Сейчас её ждали двадцать привычных кругов в бассейне, как двадцать ударов метронома, только что он отмерял, этот метроном? Неизвестно. Зато регулярность.
Цифры на весах оставались стабильными.
Её красота – арт-проект с бесконечными правками, а лицо после ежегодного апгрейда становилось всё изысканнее. Сложное слово.
Она могла бы стереть свою горбинку на тонком носу, доставшемуся от бабушки, но оставила, как опечатку в идеальном тексте.
После воды накинула халат и вышла в сад на несколько минут перед завтраком.
Многоуровневый сад-лабиринт, цветы, встающее июльское солнце, пение птиц. Она вложила в сад душу и любовь. Ручейки журчали цитатами поэзии, а античный грот, её любимая пещера с WI-Fi, ждала её медитаций под подкасты разных умников, «разбирающихся» в ментальном здоровье.

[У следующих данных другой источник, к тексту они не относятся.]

pub mod chart;
pub mod filters;
pub mod heading;
pub mod positions;

use std::sync::OnceLock;

use ratatui::{
    layout::{Alignment, Constraint, Direction, Layout, Rect},
    style::{Modifier, Style},
    text::{Line, Span},
    widgets::{Block, Borders, Clear, Paragraph},
    Frame,
};

use crate::app::{App, Popup, Section};
use crate::chart::loader::{ChartState, SPINNER_FRAMES};
use crate::theme::Theme;

use chart::ChartView;
use filters::FilterPanel;
use heading::{Heading, HeadingLevel};
use positions::PositionsTable;

// Load theme colors from the terminal theme once at startup
static THEME: OnceLock<Theme> = OnceLock::new();

fn theme() -> &'static Theme {
    THEME.get_or_init(Theme::load)
}

pub fn draw(f: &mut Frame, app: &App) {
    let area = f.area();

    let chunks = Layout::default()
        .direction(Direction::Vertical)
        .constraints([
            Constraint::Length(1), // Page heading + snapshot
            Constraint::Length(1), // Info line
            Constraint::Min(10),   // Chart, filters, positions
            Constraint::Length(1), // Footer
        ])
        .split(area);

    draw_header(f, app, chunks[0]);
    draw_info_line(f, app, chunks[1]);
    draw_main(f, app, chunks[2]);
    draw_footer(f, chunks[3]);

    if app.popup == Popup::Help {
        draw_help_popup(f);
    }
}

fn draw_header(f: &mut Frame, app: &App, area: Rect) {
    let cols = Layout::default()
        .direction(Direction::Horizontal)
        .constraints([Constraint::Min(20), Constraint::Length(34)])
        .split(area);

    // The page title morphs briefly after a filter navigation; the app's
    // transition mechanism keys on the tag the heading emits and dims the
    // element mid-morph.
    let mut title = Heading::new(app.filter.label(), theme());
    if app.title_transitioning(title.transition_tag()) {
        title = title.style(Style::default().add_modifier(Modifier::DIM));
    }
    f.render_widget(title, cols[0]);

    let snapshot = app.snapshot();
    let change_color = theme().change_color(snapshot.day_change_pct);
    let summary = Line::from(vec![
        Span::styled(
            format!("${:.2} ", snapshot.total_value),
            Style::default().fg(theme().text).add_modifier(Modifier::BOLD),
        ),
        Span::styled(
            format!("{:+.2}%", snapshot.day_change_pct),
            Style::default().fg(change_color),
        ),
    ]);
    f.render_widget(
        Paragraph::new(summary).alignment(Alignment::Right),
        cols[1],
    );
}

fn draw_info_line(f: &mut Frame, app: &App, area: Rect) {
    // Priority: status message > info message > ready
    let line = if let Some(ref status) = app.status_message {
        Line::from(Span::styled(status.clone(), Style::default().fg(theme().warning)))
    } else if let Some(ref info) = app.info_message {
        Line::from(Span::styled(info.clone(), Style::default().fg(theme().text_dim)))
    } else {
        Line::from(Span::styled("Ready", Style::default().fg(theme().text_dim)))
    };

    let info = Paragraph::new(line).alignment(Alignment::Center);
    f.render_widget(info, area);
}

fn draw_main(f: &mut Frame, app: &App, area: Rect) {
    let cols = Layout::default()
        .direction(Direction::Horizontal)
        .constraints([Constraint::Length(24), Constraint::Min(40)])
        .split(area);

    draw_sidebar(f, app, cols[0]);
    draw_content(f, app, cols[1]);
}

fn draw_sidebar(f: &mut Frame, app: &App, area: Rect) {
    let rows = Layout::default()
        .direction(Direction::Vertical)
        .constraints([Constraint::Length(5), Constraint::Min(4)])
        .split(area);

    let panel = FilterPanel::new(theme())
        .active(app.filter)
        .selected(app.selected_filter_row)
        .focused(app.section == Section::Filters);
    f.render_widget(panel, rows[0]);

    draw_movers_box(f, app, rows[1]);
}

fn draw_movers_box(f: &mut Frame, app: &App, area: Rect) {
    let block = Block::default()
        .title(Span::styled(
            " Top Movers ",
            Style::default().fg(theme().inactive),
        ))
        .borders(Borders::ALL)
        .border_style(Style::default().fg(theme().inactive));

    let snapshot = app.snapshot();
    let mut lines = Vec::new();

    match snapshot.top_gainer {
        Some((symbol, pct)) => lines.push(Line::from(vec![
            Span::styled(" ▲ ", Style::default().fg(theme().positive)),
            Span::styled(symbol, Style::default().fg(theme().text)),
            Span::styled(
                format!(" {:+.2}%", pct),
                Style::default().fg(theme().positive),
            ),
        ])),
        None => lines.push(Line::from(Span::styled(
            " ▲ —",
            Style::default().fg(theme().text_dim),
        ))),
    }

    match snapshot.top_loser {
        Some((symbol, pct)) => lines.push(Line::from(vec![
            Span::styled(" ▼ ", Style::default().fg(theme().negative)),
            Span::styled(symbol, Style::default().fg(theme().text)),
            Span::styled(
                format!(" {:+.2}%", pct),
                Style::default().fg(theme().negative),
            ),
        ])),
        None => lines.push(Line::from(Span::styled(
            " ▼ —",
            Style::default().fg(theme().text_dim),
        ))),
    }

    f.render_widget(Paragraph::new(lines).block(block), area);
}

fn draw_content(f: &mut Frame, app: &App, area: Rect) {
    // Small terminals get a fixed-height chart, tall ones an even split
    let chart_height = if area.height < 20 {
        Constraint::Length(9)
    } else {
        Constraint::Ratio(1, 2)
    };

    let rows = Layout::default()
        .direction(Direction::Vertical)
        .constraints([chart_height, Constraint::Min(6)])
        .split(area);

    draw_chart(f, app, rows[0]);
    draw_positions(f, app, rows[1]);
}

fn draw_chart(f: &mut Frame, app: &App, area: Rect) {
    // Before the loader is spawned the area behaves like a pending load
    let pending = ChartState::Pending;
    let (state, spinner) = match &app.chart {
        Some(handle) => (handle.state(), handle.spinner()),
        None => (&pending, SPINNER_FRAMES[0]),
    };

    let view = ChartView::new(state, spinner, theme());
    f.render_widget(view, area);
}

fn draw_positions(f: &mut Frame, app: &App, area: Rect) {
    let filtered = app.filtered_positions();
    let table = PositionsTable::new(&filtered, app.filter.label(), theme())
        .selected(app.selected_position)
        .focused(app.section == Section::Positions);
    f.render_widget(table, area);
}

fn draw_footer(f: &mut Frame, area: Rect) {
    let hints = Line::from(vec![
        Span::styled(" Tab", Style::default().fg(theme().accent)),
        Span::styled(" switch │ ", Style::default().fg(theme().text_dim)),
        Span::styled("j/k", Style::default().fg(theme().accent)),
        Span::styled(" navigate │ ", Style::default().fg(theme().text_dim)),
        Span::styled("a/g/l", Style::default().fg(theme().accent)),
        Span::styled(" filter │ ", Style::default().fg(theme().text_dim)),
        Span::styled("r", Style::default().fg(theme().accent)),
        Span::styled(" reload │ ", Style::default().fg(theme().text_dim)),
        Span::styled("?", Style::default().fg(theme().accent)),
        Span::styled(" help │ ", Style::default().fg(theme().text_dim)),
        Span::styled("q", Style::default().fg(theme().accent)),
        Span::styled(" quit", Style::default().fg(theme().text_dim)),
    ]);
    f.render_widget(Paragraph::new(hints), area);
}

fn draw_help_popup(f: &mut Frame) {
    let area = f.area();
    let popup_area = centered_rect(50, 60, area);

    f.render_widget(Clear, popup_area);

    let block = Block::default()
        .title(Span::styled(" Help ", Style::default().fg(theme().accent)))
        .borders(Borders::ALL)
        .border_style(Style::default().fg(theme().accent));
    let inner = block.inner(popup_area);
    f.render_widget(block, popup_area);

    let rows = Layout::default()
        .direction(Direction::Vertical)
        .margin(1)
        .constraints([
            Constraint::Length(1), // Keys heading
            Constraint::Length(1),
            Constraint::Length(1), // Filters heading
            Constraint::Length(3),
            Constraint::Length(1),
            Constraint::Length(1), // Navigation heading
            Constraint::Min(4),
        ])
        .split(inner);

    f.render_widget(Heading::new("Keys", theme()).level(HeadingLevel::H2), rows[0]);
    f.render_widget(
        Heading::new("Filters", theme()).level(HeadingLevel::H3),
        rows[2],
    );

    let filter_lines = vec![
        help_line("a / 1", "show all positions"),
        help_line("g / 2", "show gainers only"),
        help_line("l / 3", "show losers only"),
    ];
    f.render_widget(Paragraph::new(filter_lines), rows[3]);

    f.render_widget(
        Heading::new("Navigation", theme()).level(HeadingLevel::H3),
        rows[5],
    );

    let nav_lines = vec![
        help_line("Tab", "switch between filters and positions"),
        help_line("j / k / ↑ / ↓", "move selection"),
        help_line("r", "reload portfolio and chart"),
        help_line("q / Ctrl-C", "quit"),
    ];
    f.render_widget(Paragraph::new(nav_lines), rows[6]);
}

fn help_line(keys: &str, description: &str) -> Line<'static> {
    Line::from(vec![
        Span::styled(format!("  {:<14}", keys), Style::default().fg(theme().accent)),
        Span::styled(description.to_string(), Style::default().fg(theme().text)),
    ])
}

/// Helper to create a centered rect using a percentage of the available area
fn centered_rect(percent_x: u16, percent_y: u16, r: Rect) -> Rect {
    let popup_layout = Layout::default()
        .direction(Direction::Vertical)
        .constraints([
            Constraint::Percentage((100 - percent_y) / 2),
            Constraint::Percentage(percent_y),
            Constraint::Percentage((100 - percent_y) / 2),
        ])
        .split(r);

    Layout::default()
        .direction(Direction::Horizontal)
        .constraints([
            Constraint::Percentage((100 - percent_x) / 2),
            Constraint::Percentage(percent_x),
            Constraint::Percentage((100 - percent_x) / 2),
        ])
        .split(popup_layout[1])[1]
}
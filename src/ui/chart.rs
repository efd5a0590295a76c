//! Chart area renderer.
//!
//! Draws whichever [`ChartState`] the loader currently holds: the spinner
//! placeholder while the series is being materialized, the value chart once
//! it resolves, or a warning message when the load failed.

use ratatui::{
    buffer::Buffer,
    layout::{Alignment, Rect},
    style::{Modifier, Style},
    symbols,
    text::{Line, Span},
    widgets::{Axis, Block, Borders, Chart, Dataset, GraphType, Paragraph, Widget},
};

use crate::chart::loader::{ChartState, LOADING_TEXT};
use crate::chart::ChartData;
use crate::theme::Theme;

pub struct ChartView<'a> {
    state: &'a ChartState,
    spinner: &'static str,
    theme: &'a Theme,
    focused: bool,
}

impl<'a> ChartView<'a> {
    pub fn new(state: &'a ChartState, spinner: &'static str, theme: &'a Theme) -> Self {
        Self {
            state,
            spinner,
            theme,
            focused: false,
        }
    }

    pub fn focused(mut self, focused: bool) -> Self {
        self.focused = focused;
        self
    }

    fn container(&self) -> Block<'a> {
        let border_color = if self.focused {
            self.theme.accent
        } else {
            self.theme.inactive
        };
        let title_style = if self.focused {
            Style::default().fg(self.theme.accent).add_modifier(Modifier::BOLD)
        } else {
            Style::default().fg(self.theme.inactive)
        };

        Block::default()
            .title(Span::styled(" Portfolio Value ", title_style))
            .borders(Borders::ALL)
            .border_style(Style::default().fg(border_color))
    }

    fn render_placeholder(&self, area: Rect, buf: &mut Buffer) {
        let block = self.container();
        let inner = block.inner(area);
        block.render(area, buf);

        if inner.height == 0 {
            return;
        }

        // Vertically centered spinner + text
        let line = Line::from(vec![
            Span::styled(self.spinner, Style::default().fg(self.theme.accent)),
            Span::styled(
                format!(" {}", LOADING_TEXT),
                Style::default().fg(self.theme.text_dim),
            ),
        ]);
        let y = inner.y + inner.height / 2;
        let row = Rect::new(inner.x, y, inner.width, 1);
        Paragraph::new(line)
            .alignment(Alignment::Center)
            .render(row, buf);
    }

    fn render_failed(&self, message: &str, area: Rect, buf: &mut Buffer) {
        let block = self.container();
        let inner = block.inner(area);
        block.render(area, buf);

        if inner.height == 0 {
            return;
        }

        let line = Line::from(Span::styled(
            format!("Chart unavailable: {}", message),
            Style::default().fg(self.theme.warning),
        ));
        let y = inner.y + inner.height / 2;
        let row = Rect::new(inner.x, y, inner.width, 1);
        Paragraph::new(line)
            .alignment(Alignment::Center)
            .render(row, buf);
    }

    fn render_chart(&self, data: &ChartData, area: Rect, buf: &mut Buffer) {
        let datasets = vec![Dataset::default()
            .name("Value")
            .marker(symbols::Marker::Braille)
            .graph_type(GraphType::Line)
            .style(Style::default().fg(self.theme.accent))
            .data(&data.points)];

        let x_labels = match &data.date_range {
            Some((first, last)) => vec![
                Span::styled(first.clone(), Style::default().fg(self.theme.text_dim)),
                Span::styled(last.clone(), Style::default().fg(self.theme.text_dim)),
            ],
            None => vec![
                Span::styled("start", Style::default().fg(self.theme.text_dim)),
                Span::styled("today", Style::default().fg(self.theme.text_dim)),
            ],
        };
        let y_labels: Vec<Span> = data
            .y_labels()
            .into_iter()
            .map(|l| Span::styled(l, Style::default().fg(self.theme.text_dim)))
            .collect();

        let chart = Chart::new(datasets)
            .block(self.container())
            .x_axis(
                Axis::default()
                    .style(Style::default().fg(self.theme.inactive))
                    .bounds(data.x_bounds)
                    .labels(x_labels),
            )
            .y_axis(
                Axis::default()
                    .style(Style::default().fg(self.theme.inactive))
                    .bounds(data.y_bounds)
                    .labels(y_labels),
            );

        chart.render(area, buf);
    }
}

impl Widget for ChartView<'_> {
    fn render(self, area: Rect, buf: &mut Buffer) {
        match self.state {
            ChartState::Pending => self.render_placeholder(area, buf),
            ChartState::Ready(data) => self.render_chart(data, area, buf),
            ChartState::Failed(message) => self.render_failed(message, area, buf),
        }
    }
}
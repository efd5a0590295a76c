//! Portfolio file loading.
//!
//! The portfolio lives in a TOML file, by default next to the app config.
//! A missing file is seeded with a demo portfolio so the dashboard renders
//! out of the box; a malformed file is a hard error surfaced to the caller.

use serde::{Deserialize, Serialize};
use std::path::Path;
use thiserror::Error;

use super::Position;

#[derive(Debug, Error)]
pub enum StoreError {
    #[error("failed to read portfolio file: {0}")]
    Io(#[from] std::io::Error),
    #[error("failed to parse portfolio file: {0}")]
    Parse(#[from] toml::de::Error),
    #[error("failed to serialize portfolio: {0}")]
    Serialize(#[from] toml::ser::Error),
    #[error("portfolio file has no positions")]
    Empty,
}

/// One point of the portfolio value history used by the chart
#[derive(Debug, Clone, Serialize, Deserialize)]
pub struct HistoryPoint {
    pub date: String,
    pub value: f64,
}

/// On-disk portfolio document
#[derive(Debug, Clone, Default, Serialize, Deserialize)]
pub struct PortfolioFile {
    #[serde(default)]
    pub positions: Vec<Position>,

    /// Optional recorded value history; synthesized when absent
    #[serde(default)]
    pub history: Vec<HistoryPoint>,
}

/// Load a portfolio document, seeding a demo file if none exists
pub fn load_or_seed(path: &Path) -> Result<PortfolioFile, StoreError> {
    if !path.exists() {
        tracing::info!("No portfolio at {}, writing demo portfolio", path.display());
        let demo = demo_portfolio();
        if let Err(e) = save(path, &demo) {
            tracing::warn!("Could not write demo portfolio: {}", e);
        }
        return Ok(demo);
    }

    load(path)
}

/// Load a portfolio document from an existing file
pub fn load(path: &Path) -> Result<PortfolioFile, StoreError> {
    let content = std::fs::read_to_string(path)?;
    let file: PortfolioFile = toml::from_str(&content)?;

    if file.positions.is_empty() {
        return Err(StoreError::Empty);
    }

    Ok(file)
}

pub fn save(path: &Path, file: &PortfolioFile) -> Result<(), StoreError> {
    if let Some(parent) = path.parent() {
        std::fs::create_dir_all(parent)?;
    }
    let content = toml::to_string_pretty(file)?;
    std::fs::write(path, content)?;
    Ok(())
}

/// Built-in demo holdings used on first run
pub fn demo_portfolio() -> PortfolioFile {
    PortfolioFile {
        positions: vec![
            Position {
                symbol: "AAPL".into(),
                shares: 25.0,
                cost_basis: 168.40,
                last: 229.35,
                prev_close: 226.78,
            },
            Position {
                symbol: "MSFT".into(),
                shares: 12.0,
                cost_basis: 310.12,
                last: 421.80,
                prev_close: 425.12,
            },
            Position {
                symbol: "NVDA".into(),
                shares: 18.0,
                cost_basis: 94.55,
                last: 172.41,
                prev_close: 165.93,
            },
            Position {
                symbol: "VTI".into(),
                shares: 40.0,
                cost_basis: 221.03,
                last: 276.50,
                prev_close: 277.89,
            },
            Position {
                symbol: "KO".into(),
                shares: 60.0,
                cost_basis: 58.22,
                last: 69.14,
                prev_close: 69.14,
            },
        ],
        history: Vec::new(),
    }
}

#[cfg(test)]
mod tests {
    use super::*;

    #[test]
    fn demo_portfolio_round_trips() {
        let demo = demo_portfolio();
        let serialized = toml::to_string_pretty(&demo).unwrap();
        let parsed: PortfolioFile = toml::from_str(&serialized).unwrap();

        assert_eq!(parsed.positions.len(), demo.positions.len());
        assert_eq!(parsed.positions[0].symbol, "AAPL");
    }

    #[test]
    fn empty_positions_is_an_error() {
        let dir = std::env::temp_dir().join("folio-store-test-empty");
        std::fs::create_dir_all(&dir).unwrap();
        let path = dir.join("portfolio.toml");
        std::fs::write(&path, "history = []\n").unwrap();

        match load(&path) {
            Err(StoreError::Empty) => {}
            other => panic!("expected Empty error, got {:?}", other),
        }
    }

    #[test]
    fn malformed_file_is_a_parse_error() {
        let dir = std::env::temp_dir().join("folio-store-test-parse");
        std::fs::create_dir_all(&dir).unwrap();
        let path = dir.join("portfolio.toml");
        std::fs::write(&path, "positions = \"nope\"").unwrap();

        assert!(matches!(load(&path), Err(StoreError::Parse(_))));
    }

    #[test]
    fn missing_file_is_seeded() {
        let dir = std::env::temp_dir().join("folio-store-test-seed");
        let _ = std::fs::remove_dir_all(&dir);
        let path = dir.join("portfolio.toml");

        let file = load_or_seed(&path).unwrap();
        assert!(!file.positions.is_empty());
        assert!(path.exists());
    }
}
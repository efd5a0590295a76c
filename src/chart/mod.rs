//! Portfolio value chart data.

pub mod demo;
pub mod loader;

use crate::portfolio::store::HistoryPoint;

/// Series and axis bounds ready for rendering
#[derive(Debug, Clone, PartialEq)]
pub struct ChartData {
    /// (index, value) points in chronological order
    pub points: Vec<(f64, f64)>,
    pub x_bounds: [f64; 2],
    pub y_bounds: [f64; 2],
    /// First and last history dates, when known
    pub date_range: Option<(String, String)>,
}

impl ChartData {
    /// Build chart data from recorded history points
    pub fn from_history(history: &[HistoryPoint]) -> Self {
        let values: Vec<f64> = history.iter().map(|h| h.value).collect();
        let date_range = match (history.first(), history.last()) {
            (Some(first), Some(last)) => Some((first.date.clone(), last.date.clone())),
            _ => None,
        };
        Self::from_values(&values, date_range)
    }

    /// Build chart data from a bare value series
    pub fn from_values(values: &[f64], date_range: Option<(String, String)>) -> Self {
        let points: Vec<(f64, f64)> = values
            .iter()
            .enumerate()
            .map(|(i, &v)| (i as f64, v))
            .collect();

        let x_max = (points.len().saturating_sub(1)) as f64;

        let y_min = values.iter().copied().fold(f64::INFINITY, f64::min);
        let y_max = values.iter().copied().fold(f64::NEG_INFINITY, f64::max);

        // Pad the Y axis so the curve doesn't hug the frame
        let (y_lower, y_upper) = if values.is_empty() {
            (0.0, 1.0)
        } else {
            let range = y_max - y_min;
            let pad = if range > 0.0 { range * 0.05 } else { y_max.abs().max(1.0) * 0.05 };
            (y_min - pad, y_max + pad)
        };

        Self {
            points,
            x_bounds: [0.0, x_max.max(1.0)],
            y_bounds: [y_lower, y_upper],
            date_range,
        }
    }

    pub fn is_empty(&self) -> bool {
        self.points.is_empty()
    }

    /// Y axis labels: lower, mid, upper
    pub fn y_labels(&self) -> [String; 3] {
        let [lo, hi] = self.y_bounds;
        let mid = (lo + hi) / 2.0;
        [
            format!("${:.0}", lo),
            format!("${:.0}", mid),
            format!("${:.0}", hi),
        ]
    }
}

#[cfg(test)]
mod tests {
    use super::*;

    #[test]
    fn bounds_are_padded() {
        let data = ChartData::from_values(&[100.0, 110.0, 105.0], None);
        assert!(data.y_bounds[0] < 100.0);
        assert!(data.y_bounds[1] > 110.0);
        assert_eq!(data.x_bounds, [0.0, 2.0]);
    }

    #[test]
    fn flat_series_still_has_a_visible_band() {
        let data = ChartData::from_values(&[50.0, 50.0], None);
        assert!(data.y_bounds[0] < 50.0);
        assert!(data.y_bounds[1] > 50.0);
    }

    #[test]
    fn empty_series_has_sane_bounds() {
        let data = ChartData::from_values(&[], None);
        assert!(data.is_empty());
        assert_eq!(data.y_bounds, [0.0, 1.0]);
    }

    #[test]
    fn history_carries_date_range() {
        let history = vec![
            HistoryPoint { date: "2025-01-02".into(), value: 100.0 },
            HistoryPoint { date: "2025-01-03".into(), value: 101.0 },
        ];
        let data = ChartData::from_history(&history);
        assert_eq!(
            data.date_range,
            Some(("2025-01-02".into(), "2025-01-03".into()))
        );
    }
}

Муж. Теперь даже было неизвестно, муж он ей или нет.
Стас не скупился на её ботанические безумства. Многое позволял и доверял деньги. Не большие, но доверял. Сделал её идеальным интерфейсом между собой и реальностью: холодная, расчётливая, предсказуемая как приложение для учёта расходов.
Брак давно стал техно-конструкцией: никаких страстей, только взаимовыгодный контракт и совместный инвестиционный портфель, как в далёкой Америке, в которой она так и не была, или, точнее, в их голливудских фильмах. Скорее, второе, где жена – куратор его частной жизни, а муж – донор её эстетических проектов.
Контракт, по всей видимости, надо подписывать заново или расторгнуть.
– Дом становится пустым без детей, – вздохнула Валя, отпивая утренний смузи из высокого стакана.
– Привыкай! Считай, что тебе дали небольшую передышку перед тем, как мальчишки начнут жениться и привозить сюда внуков.
– Может, мне открыть цветочный магазинчик? Есть одна оранжерея недалеко, продаётся, – закинула Валя удочку мужу.
– Ещё подумай, не спеши, – отказал, но сохранил видимость выбора. Стас допил кофе и встал, – я решил сделать ремонт в кабинете и поменять мебель.
Это, что, актуализация их брака под видом нового дизайна пространства?
– Ты хочешь полный ремонт?
– Да, – Стас сделал паузу, – скину тебе проект. Разбери там книги, кое-какие документы, надо освободить шкафы.
– Ладно.
– Складывай всё в коробки и надписывай, Василиса поможет.
– Я не хочу впутывать в это прислугу, сама сложу.
– За пару дней управишься?
– Конечно.
Створка ворот медленно закрылась. Стас уехал в офис. Валя прошлась по саду, отмечая , что подправить и сказать потом садовнику.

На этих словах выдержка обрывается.